◆ **TASK REQUIREMENTS**: Look for "self.inner.query(query).await" in the entries below. Write out that line and all later lines exactly, ending with the final one.

•••••

//! Survey table access against the in-memory backend

use anyhow::Result;
use hseit_risk::api::MemoryBackend;
use hseit_risk::api::constants::tables;
use hseit_risk::survey::repository::{answers, areas, profiles, questions};
use hseit_risk::survey::{AnswerRow, Dimension, DraftList, NewArea, Polarity, Profile};
use serde_json::json;

#[tokio::test]
async fn test_question_orderings() -> Result<()> {
    let backend = MemoryBackend::new();
    backend.seed(
        tables::QUESTIONS,
        vec![
            json!({ "pergunta": "primeira", "sentido": "Positivo", "dimensao": "CLAREZA DO CARGO E OBJETIVOS" }),
            json!({ "pergunta": "segunda", "sentido": "Negativo", "dimensao": "COMUNICAÇÃO E MUDANÇAS ORGANIZACIONAIS" }),
        ],
    );

    let survey: Vec<String> = questions::list_for_survey(&backend)
        .await?
        .into_iter()
        .map(|q| q.pergunta)
        .collect();
    assert_eq!(survey, vec!["primeira", "segunda"]);

    let recent = questions::list_recent(&backend).await?;
    assert_eq!(recent[0].pergunta, "segunda");
    assert_eq!(recent[0].sentido, Polarity::Negativo);
    assert_eq!(recent[0].dimensao, Dimension::Change);
    Ok(())
}

#[tokio::test]
async fn test_drafts_are_stamped_with_profile() -> Result<()> {
    let backend = MemoryBackend::new();
    let user = backend.add_user("ana@acme.com", "segredo1", "Ana Souza", "ACME");

    let profile = profiles::require(&backend, &user.id).await?;
    assert_eq!(
        profile,
        Profile {
            full_name: Some("Ana Souza".into()),
            organization: Some("ACME".into()),
        }
    );

    let mut drafts = DraftList::new();
    drafts.add("Tenho prazos apertados", Polarity::Negativo, Dimension::Demands)?;
    drafts.add("Meu chefe me apoia", Polarity::Positivo, Dimension::ManagerSupport)?;
    let inserted = questions::insert_many(&backend, &drafts.to_new_questions(&user.id, &profile)?).await?;
    assert_eq!(inserted, 2);

    let rows = backend.rows(tables::QUESTIONS);
    assert!(rows.iter().all(|row| row["cadastrado_por"] == user.id.as_str()));
    assert_eq!(rows[1]["dimensao"], "APOIO DA CHEFIA");
    Ok(())
}

#[tokio::test]
async fn test_missing_profile_is_an_error() -> Result<()> {
    let backend = MemoryBackend::new();
    assert_eq!(profiles::get(&backend, "nobody").await?, None);
    let err = profiles::require(&backend, "nobody").await.unwrap_err();
    assert!(format!("{:#}", err).contains("Perfil não encontrado"));
    Ok(())
}

#[tokio::test]
async fn test_areas_by_name_and_delete() -> Result<()> {
    let backend = MemoryBackend::new();
    for name in ["Operações", "Administrativo"] {
        areas::insert(
            &backend,
            &NewArea {
                nome_area: name.into(),
                organizacao: "ACME".into(),
                cadastrado_por: "u1".into(),
                cadastrado_por_nome: "Ana".into(),
            },
        )
        .await?;
    }

    let by_name = areas::list_by_name(&backend).await?;
    assert_eq!(by_name[0].nome_area, "Administrativo");
    let recent = areas::list_recent(&backend).await?;
    assert_eq!(recent[0].nome_area, "Administrativo");

    areas::delete(&backend, &by_name[0].id).await?;
    let remaining = areas::list_by_name(&backend).await?;
    assert_eq!(remaining.len(), 1);
    assert_eq!(remaining[0].nome_area, "Operações");
    Ok(())
}

#[tokio::test]
async fn test_answer_insert_and_failure() -> Result<()> {
    let backend = MemoryBackend::new();
    let row = AnswerRow {
        id_participante: "u1".into(),
        id_questao: "q1".into(),
        resposta_texto: "Frequentemente".into(),
        valor: 4,
        sentido: Polarity::Positivo,
        dimensao: Dimension::PeerSupport,
        sexo: "Feminino".into(),
        faixa_etaria: "20-30".into(),
        setor: "TI".into(),
        tempo_empresa: "1-3 anos".into(),
    };

    answers::insert(&backend, &row).await?;
    let stored = backend.rows(tables::ANSWERS);
    assert_eq!(stored[0]["valor"], 4);
    assert_eq!(stored[0]["dimensao"], "APOIO DOS COLEGAS");

    backend.fail_table(tables::ANSWERS, "violates row-level security policy");
    let err = answers::insert(&backend, &row).await.unwrap_err();
    assert!(format!("{:#}", err).contains("row-level security"));
    assert_eq!(backend.rows(tables::ANSWERS).len(), 1);
    Ok(())
}
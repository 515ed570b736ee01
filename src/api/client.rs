use super::constants::{self, headers};
use super::models::BackendConfig;
use super::operations::{Operation, OperationResult};
use super::query::{Query, QueryResult};
use anyhow::Context;
use async_trait::async_trait;
use serde_json::Value;
use std::sync::{Arc, RwLock};
use std::time::Duration;

/// Table-scoped access to the backend
#[async_trait]
pub trait TableClient: Send + Sync {
    /// Run a select
    async fn query(&self, query: &Query) -> anyhow::Result<QueryResult>;

    /// Run an insert or delete
    async fn execute(&self, operation: &Operation) -> anyhow::Result<OperationResult>;
}

/// Shared, swappable bearer token
///
/// The session context writes it on sign-in/sign-out and the REST client reads it
/// on every request, so the client never needs to be rebuilt.
#[derive(Debug, Clone, Default)]
pub struct BearerToken(Arc<RwLock<Option<String>>>);

impl BearerToken {
    pub fn new() -> Self {
        Self::default()
    }

    pub fn set(&self, token: impl Into<String>) {
        let mut guard = self.0.write().unwrap_or_else(|e| e.into_inner());
        *guard = Some(token.into());
    }

    pub fn clear(&self) {
        let mut guard = self.0.write().unwrap_or_else(|e| e.into_inner());
        *guard = None;
    }

    pub fn get(&self) -> Option<String> {
        self.0.read().unwrap_or_else(|e| e.into_inner()).clone()
    }
}

/// Build the shared HTTP client with connection pooling
pub fn build_http_client() -> anyhow::Result<reqwest::Client> {
    reqwest::Client::builder()
        .pool_max_idle_per_host(10)           // Max idle connections per host
        .pool_idle_timeout(Duration::from_secs(90))  // Keep connections alive for 90s
        .timeout(Duration::from_secs(30))     // Request timeout
        .connect_timeout(Duration::from_secs(10))    // Connection timeout
        .user_agent(concat!("hseit-risk/", env!("CARGO_PKG_VERSION")))
        .build()
        .context("Failed to build HTTP client")
}

/// Pull the most useful message out of a backend error body
pub fn error_message(status: u16, body: &str) -> String {
    let parsed = serde_json::from_str::<Value>(body).ok();
    let from_json = parsed.as_ref().and_then(|json| {
        ["message", "msg", "error_description", "error"]
            .iter()
            .find_map(|key| json.get(*key).and_then(|v| v.as_str()))
            .map(str::to_string)
    });

    match from_json {
        Some(message) => message,
        None if !body.trim().is_empty() => body.trim().to_string(),
        None => format!("HTTP {}", status),
    }
}

/// PostgREST table client over reqwest
#[derive(Clone)]
pub struct RestClient {
    config: BackendConfig,
    http_client: reqwest::Client,
    token: BearerToken,
}

impl RestClient {
    pub fn new(config: BackendConfig, token: BearerToken) -> anyhow::Result<Self> {
        Ok(Self::with_custom_client(config, token, build_http_client()?))
    }

    /// Create a new client with custom HTTP client configuration
    pub fn with_custom_client(config: BackendConfig, token: BearerToken, http_client: reqwest::Client) -> Self {
        Self {
            config,
            http_client,
            token,
        }
    }

    pub fn config(&self) -> &BackendConfig {
        &self.config
    }

    /// Session token when signed in, anon key otherwise
    fn bearer(&self) -> String {
        self.token.get().unwrap_or_else(|| self.config.anon_key.clone())
    }

    fn request(&self, method: reqwest::Method, table: &str) -> reqwest::RequestBuilder {
        let url = constants::table_endpoint(&self.config.url, table);
        self.http_client
            .request(method, url)
            .header(headers::APIKEY, &self.config.anon_key)
            .bearer_auth(self.bearer())
    }

    async fn insert(&self, table: &str, rows: &[Value]) -> anyhow::Result<OperationResult> {
        let response = self
            .request(reqwest::Method::POST, table)
            .header("Content-Type", headers::CONTENT_TYPE_JSON)
            .header("Prefer", headers::PREFER_RETURN_REPRESENTATION)
            .json(rows)
            .send()
            .await
            .with_context(|| format!("Failed to send insert into {}", table))?;

        self.parse_operation_response(response).await
    }

    async fn delete(&self, table: &str, params: &[(String, String)]) -> anyhow::Result<OperationResult> {
        let response = self
            .request(reqwest::Method::DELETE, table)
            .header("Prefer", headers::PREFER_RETURN_MINIMAL)
            .query(params)
            .send()
            .await
            .with_context(|| format!("Failed to send delete from {}", table))?;

        self.parse_operation_response(response).await
    }

    async fn parse_operation_response(&self, response: reqwest::Response) -> anyhow::Result<OperationResult> {
        let status_code = response.status().as_u16();
        let text = response.text().await.unwrap_or_default();

        if !(200..300).contains(&status_code) {
            return Ok(OperationResult::error(error_message(status_code, &text), Some(status_code)));
        }

        if text.trim().is_empty() {
            return Ok(OperationResult::success(Vec::new(), status_code));
        }

        match serde_json::from_str::<Value>(&text) {
            Ok(Value::Array(rows)) => Ok(OperationResult::success(rows, status_code)),
            Ok(row) => Ok(OperationResult::success(vec![row], status_code)),
            Err(e) => Ok(OperationResult::error(format!("Invalid JSON response: {}", e), Some(status_code))),
        }
    }

    async fn parse_query_response(&self, response: reqwest::Response) -> anyhow::Result<QueryResult> {
        let status_code = response.status().as_u16();
        let text = response.text().await.unwrap_or_default();

        if !(200..300).contains(&status_code) {
            return Ok(QueryResult::error(error_message(status_code, &text), Some(status_code)));
        }

        match serde_json::from_str::<Value>(&text) {
            Ok(json) => match QueryResult::from_json(json, status_code) {
                Ok(result) => Ok(result),
                Err(e) => Ok(QueryResult::error(e.to_string(), Some(status_code))),
            },
            Err(e) => Ok(QueryResult::error(format!("Invalid JSON response: {}", e), Some(status_code))),
        }
    }
}

#[async_trait]
impl TableClient for RestClient {
    async fn query(&self, query: &Query) -> anyhow::Result<QueryResult> {
        let params = query.to_query_params();
        log::debug!("GET {} {:?}", query.table, params);

        let response = self
            .request(reqwest::Method::GET, &query.table)
            .header("Accept", headers::CONTENT_TYPE_JSON)
            .query(&params)
            .send()
            .await
            .with_context(|| format!("Failed to query {}", query.table))?;

        self.parse_query_response(response).await
    }

    async fn execute(&self, operation: &Operation) -> anyhow::Result<OperationResult> {
        log::debug!("{}", operation.describe());

        match operation {
            Operation::Insert { table, rows } => self.insert(table, rows).await,
            Operation::Delete { table, filters } => {
                if filters.is_empty() {
                    anyhow::bail!("Refusing to delete from {} without a filter", table);
                }
                let params: Vec<(String, String)> = filters.iter().map(|f| f.to_query_param()).collect();
                self.delete(table, &params).await
            }
        }
    }
}

#[cfg(test)]
mod tests {
    use super::*;

    #[test]
    fn test_error_message_extraction() {
        assert_eq!(error_message(400, r#"{"message":"violates row-level security"}"#), "violates row-level security");
        assert_eq!(error_message(400, r#"{"error":"invalid_grant","error_description":"Invalid login credentials"}"#), "Invalid login credentials");
        assert_eq!(error_message(502, "Bad gateway"), "Bad gateway");
        assert_eq!(error_message(500, ""), "HTTP 500");
    }

    #[test]
    fn test_bearer_falls_back_to_anon_key() {
        let token = BearerToken::new();
        let client = RestClient::with_custom_client(
            BackendConfig::new("http://localhost:54321", "anon"),
            token.clone(),
            reqwest::Client::new(),
        );
        assert_eq!(client.bearer(), "anon");

        token.set("user-jwt");
        assert_eq!(client.bearer(), "user-jwt");

        token.clear();
        assert_eq!(client.bearer(), "anon");
    }
}
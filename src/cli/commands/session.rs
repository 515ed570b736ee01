//! Persisted session: status, login and logout outside the TUI

use anyhow::{Context, Result};
use clap::{Args, Subcommand};
use colored::*;
use dialoguer::Input;

use crate::auth::credentials::validate_sign_in;
use crate::auth::{SessionState, lookup_role};
use crate::cli::Services;
use crate::cli::ui::with_spinner;
use crate::config::Config;

#[derive(Args)]
pub struct SessionCommands {
    #[command(subcommand)]
    pub command: SessionSubcommands,
}

#[derive(Subcommand)]
pub enum SessionSubcommands {
    /// Show who is signed in and their role
    Status,
    /// Sign in and keep the session for the next TUI launch
    Login {
        #[arg(long)]
        email: Option<String>,
    },
    /// Revoke and forget the stored session
    Logout,
}

pub async fn session_command(args: SessionCommands, config: &Config) -> Result<()> {
    let services = Services::connect(config).await?;
    let state = with_spinner("Restoring session...", services.session.init()).await;

    match args.command {
        SessionSubcommands::Status => status_command(&services, state).await,
        SessionSubcommands::Login { email } => login_command(&services, email).await,
        SessionSubcommands::Logout => logout_command(&services, state).await,
    }
}

async fn status_command(services: &Services, state: SessionState) -> Result<()> {
    println!();
    println!("  {}", "HSE-IT Risk session".bright_blue().bold());
    println!("  {}", "═══════════════════".bright_blue());

    let SessionState::SignedIn(session) = state else {
        println!("  {}", "⚠️  Not signed in".bright_yellow().bold());
        println!("  {}", "Run 'hseit-risk session login' or sign in from the TUI.".dimmed());
        return Ok(());
    };

    let role = with_spinner("Checking role...", lookup_role(services.client.as_ref(), &session.user.id)).await;
    println!("    {}: {}", "User".dimmed(), session.user.display_name().bright_white().bold());
    if let Some(email) = &session.user.email {
        println!("    {}: {}", "E-mail".dimmed(), email.cyan());
    }
    println!(
        "    {}: {}",
        "Role".dimmed(),
        role.role.as_deref().unwrap_or("participante").bright_yellow()
    );
    println!(
        "    {}: {}",
        "Expires".dimmed(),
        session.token.expires_at.format("%Y-%m-%d %H:%M UTC").to_string().white()
    );
    Ok(())
}

async fn login_command(services: &Services, email: Option<String>) -> Result<()> {
    let email = match email {
        Some(email) => email,
        None => Input::new().with_prompt("E-mail").interact_text()?,
    };
    let password = rpassword::prompt_password("Senha: ").context("Failed to read password")?;
    validate_sign_in(&email, &password)?;

    let user = with_spinner("Signing in...", services.session.sign_in(&email, &password))
        .await
        .context("Erro ao entrar")?;

    println!(
        "  {} {}",
        "✓ Login realizado com sucesso!".bright_green().bold(),
        user.display_name().bright_white()
    );
    Ok(())
}

async fn logout_command(services: &Services, state: SessionState) -> Result<()> {
    if !matches!(state, SessionState::SignedIn(_)) {
        println!("  {}", "No active session".dimmed());
        return Ok(());
    }
    services.session.sign_out().await?;
    println!("  {}", "✓ Sessão encerrada".bright_green().bold());
    Ok(())
}
//! Table client that keeps the session token fresh

use std::sync::Arc;

use async_trait::async_trait;

use crate::api::operations::{Operation, OperationResult};
use crate::api::query::{Query, QueryResult};
use crate::api::TableClient;

use super::session::SessionContext;

/// Wraps a table client and refreshes an expiring session before every call
pub struct SessionClient {
    session: Arc<SessionContext>,
    inner: Arc<dyn TableClient>,
}

impl SessionClient {
    pub fn new(session: Arc<SessionContext>, inner: Arc<dyn TableClient>) -> Self {
        Self { session, inner }
    }
}

#[async_trait]
impl TableClient for SessionClient {
    async fn query(&self, query: &Query) -> anyhow::Result<QueryResult> {
        self.session.fresh_token().await?;
        self.inner.query(query).await
    }

    async fn execute(&self, operation: &Operation) -> anyhow::Result<OperationResult> {
        self.session.fresh_token().await?;
        self.inner.execute(operation).await
    }
}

•••••

◆ **THE COMPLETED TASK**:
        self.inner.query(query).await
    }

    async fn execute(&self, operation: &Operation) -> anyhow::Result<OperationResult> {
        self.session.fresh_token().await?;
        self.inner.execute(operation).await
    }
}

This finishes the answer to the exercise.